Greetings from my bubble to yours as we discover the new normal called level 3.

As I observe people’s responses to our experience of lockdown, and reflect on my own, I’m struck by a piece of wisdom that was expressed by Viktor Frankl. Viktor endured the sufferings of the Nazi concentration camps. From that experience he learned that while there are many things in life over which we have no control, there is always one great freedom: to choose how we will respond.

I’ve taken Viktor’s wisdom to heart and sought to apply it to this lockdown. Each day I ask, how do I choose to respond? Where do I find a gift from this experience? Perhaps you might ask that same question.

I’m looking forward to when we can again gather as a faith community for worship. This may happen at level 2 though, of course, it won’t be the same as before. There will be some very clear boundaries to ensure that we maintain the highest possible level of safety for all.

The leadership within our diocese, in consultation with the wider church in New Zealand, is working to develop resources and guidelines as we move towards the next level. I’m very impressed by the meticulous care that’s being taken by Bishop Andrew and his team. All along the way he’s consulting with vicars and priests in charge, so we can work out things for our context at St Matthew’s.

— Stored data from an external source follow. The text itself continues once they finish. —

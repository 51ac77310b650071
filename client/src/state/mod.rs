//! Client-side UI state shared through Leptos context.
//!
//! DESIGN
//! ======
//! State types are plain structs wrapped in `RwSignal` by the app root, so
//! their logic stays testable without a reactive runtime.

pub mod toast;
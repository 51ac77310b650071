//! Router-backed navigator.

use leptos_router::NavigateOptions;
use signin::Navigator;

/// Adapts `leptos_router::hooks::use_navigate()` to the navigator port.
#[derive(Clone)]
pub struct RouterNavigator<F> {
    navigate: F,
}

impl<F> RouterNavigator<F>
where
    F: Fn(&str, NavigateOptions),
{
    pub fn new(navigate: F) -> Self {
        Self { navigate }
    }
}

impl<F> Navigator for RouterNavigator<F>
where
    F: Fn(&str, NavigateOptions),
{
    fn navigate(&self, route: &str) {
        (self.navigate)(route, NavigateOptions::default());
    }
}
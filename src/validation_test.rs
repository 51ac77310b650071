use super::*;

fn check(email: &str, password: &str) -> ValidationErrors {
    validate_credentials(&Credentials::new(email, password))
}

// =============================================================================
// email
// =============================================================================

#[test]
fn empty_email_is_required() {
    let errors = check("", "pw");
    assert_eq!(errors.get(Field::Email), Some(EMAIL_REQUIRED));
    assert_eq!(errors.len(), 1);
}

#[test]
fn malformed_emails_are_rejected() {
    for email in ["plain", "a@b", "@b.co", "a@.co", "a@b.", "a b@c d", "   "] {
        let errors = check(email, "pw");
        assert_eq!(errors.get(Field::Email), Some(EMAIL_INVALID), "expected rejection for {email:?}");
    }
}

#[test]
fn plausible_emails_are_accepted() {
    for email in ["a@b.co", "first.last@example.com", "x+tag@sub.domain.org", "ü@exämple.de"] {
        assert!(check(email, "pw").is_empty(), "expected acceptance for {email:?}");
    }
}

#[test]
fn pattern_matches_anywhere_in_the_input() {
    assert!(is_plausible_email("  leading a@b.co trailing  "));
    assert!(is_plausible_email("a@b@c.d"));
    assert!(is_plausible_email("a@b..c"));
}

#[test]
fn whitespace_follows_the_ecmascript_set() {
    // BOM and no-break space separate runs; NEL does not.
    assert!(!is_plausible_email("a@b.\u{FEFF}"));
    assert!(!is_plausible_email("a@b.\u{00A0}"));
    assert!(!is_plausible_email("a\u{3000}@b.co"));
    assert!(is_plausible_email("a@b.\u{0085}"));
    assert!(is_plausible_email("a\u{0085}@b.co"));
}

// =============================================================================
// password
// =============================================================================

#[test]
fn empty_password_is_required() {
    let errors = check("a@b.co", "");
    assert_eq!(errors.get(Field::Password), Some(PASSWORD_REQUIRED));
    assert_eq!(errors.get(Field::Email), None);
}

#[test]
fn whitespace_password_counts_as_present() {
    assert!(check("a@b.co", "   ").is_empty());
}

// =============================================================================
// accumulation
// =============================================================================

#[test]
fn both_fields_are_always_checked() {
    let errors = check("", "");
    assert_eq!(errors.len(), 2);
    assert_eq!(errors.get(Field::Email), Some(EMAIL_REQUIRED));
    assert_eq!(errors.get(Field::Password), Some(PASSWORD_REQUIRED));

    let errors = check("nope", "");
    assert_eq!(errors.get(Field::Email), Some(EMAIL_INVALID));
    assert_eq!(errors.get(Field::Password), Some(PASSWORD_REQUIRED));
}

#[test]
fn iter_yields_fields_in_display_order() {
    let errors = check("", "");
    let fields: Vec<Field> = errors.iter().map(|(field, _)| field).collect();
    assert_eq!(fields, Field::ALL.to_vec());
}
//! gloo-net implementation of the controller's transport port.
//!
//! ERROR HANDLING
//! ==============
//! Only failures that produce no HTTP response become `TransportError`;
//! non-2xx answers are handed back with their body so the controller can
//! pick out the server's message. Outside the browser there is no network.

#![allow(clippy::unused_async)]

use signin::{AuthTransport, TransportError, TransportResponse};

#[derive(Clone, Copy, Debug, Default)]
pub struct BrowserTransport;

#[async_trait::async_trait(?Send)]
impl AuthTransport for BrowserTransport {
    async fn post_json(&self, url: &str, body: String) -> Result<TransportResponse, TransportError> {
        #[cfg(feature = "csr")]
        {
            let resp = gloo_net::http::Request::post(url)
                .header("Content-Type", "application/json")
                .body(body)
                .map_err(|e| TransportError(e.to_string()))?
                .send()
                .await
                .map_err(|e| TransportError(e.to_string()))?;
            let status = resp.status();
            let text = resp.text().await.map_err(|e| TransportError(e.to_string()))?;
            Ok(TransportResponse::new(status, text))
        }
        #[cfg(not(feature = "csr"))]
        {
            let _ = (url, body);
            Err(TransportError("network is unavailable outside the browser".to_owned()))
        }
    }
}
//! # signin
//!
//! Email/password login form logic, independent of any UI runtime.
//!
//! [`LoginFormController`] owns the two form fields, validates them, sends a
//! single `POST {base_url}/auth/login`, stores the returned session and tells
//! the host to show a toast and redirect. The host supplies the network,
//! storage, notification and navigation capabilities through [`ports`].
//!
//! The `client` crate wires this into a Leptos page; the `cli` crate drives it
//! from a terminal.

pub mod config;
pub mod controller;
pub mod credentials;
pub mod error;
pub mod ports;
pub mod session;
pub mod validation;

pub use config::LoginConfig;
pub use controller::{LoginFormController, LoginPorts, SubmissionState};
pub use credentials::{Credentials, Field};
pub use error::{AuthError, LoginError, StorageError, TransportError};
pub use ports::{AuthTransport, Navigator, Notifier, SessionStore, Toast, ToastVariant, TransportResponse};
pub use session::Session;
pub use validation::ValidationErrors;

A gift of this time is that I’ve learned not to take a whole lot of things for granted: from a handshake with a stranger to having a coffee with a friend; playing with a dog I’ve met on a walk to visiting the gym; being able to walk straight into the supermarket to the physical presence of fellow Christians at worship. When all this ends may we find that we have become more like the people we want to be and are called to be – and stay that way.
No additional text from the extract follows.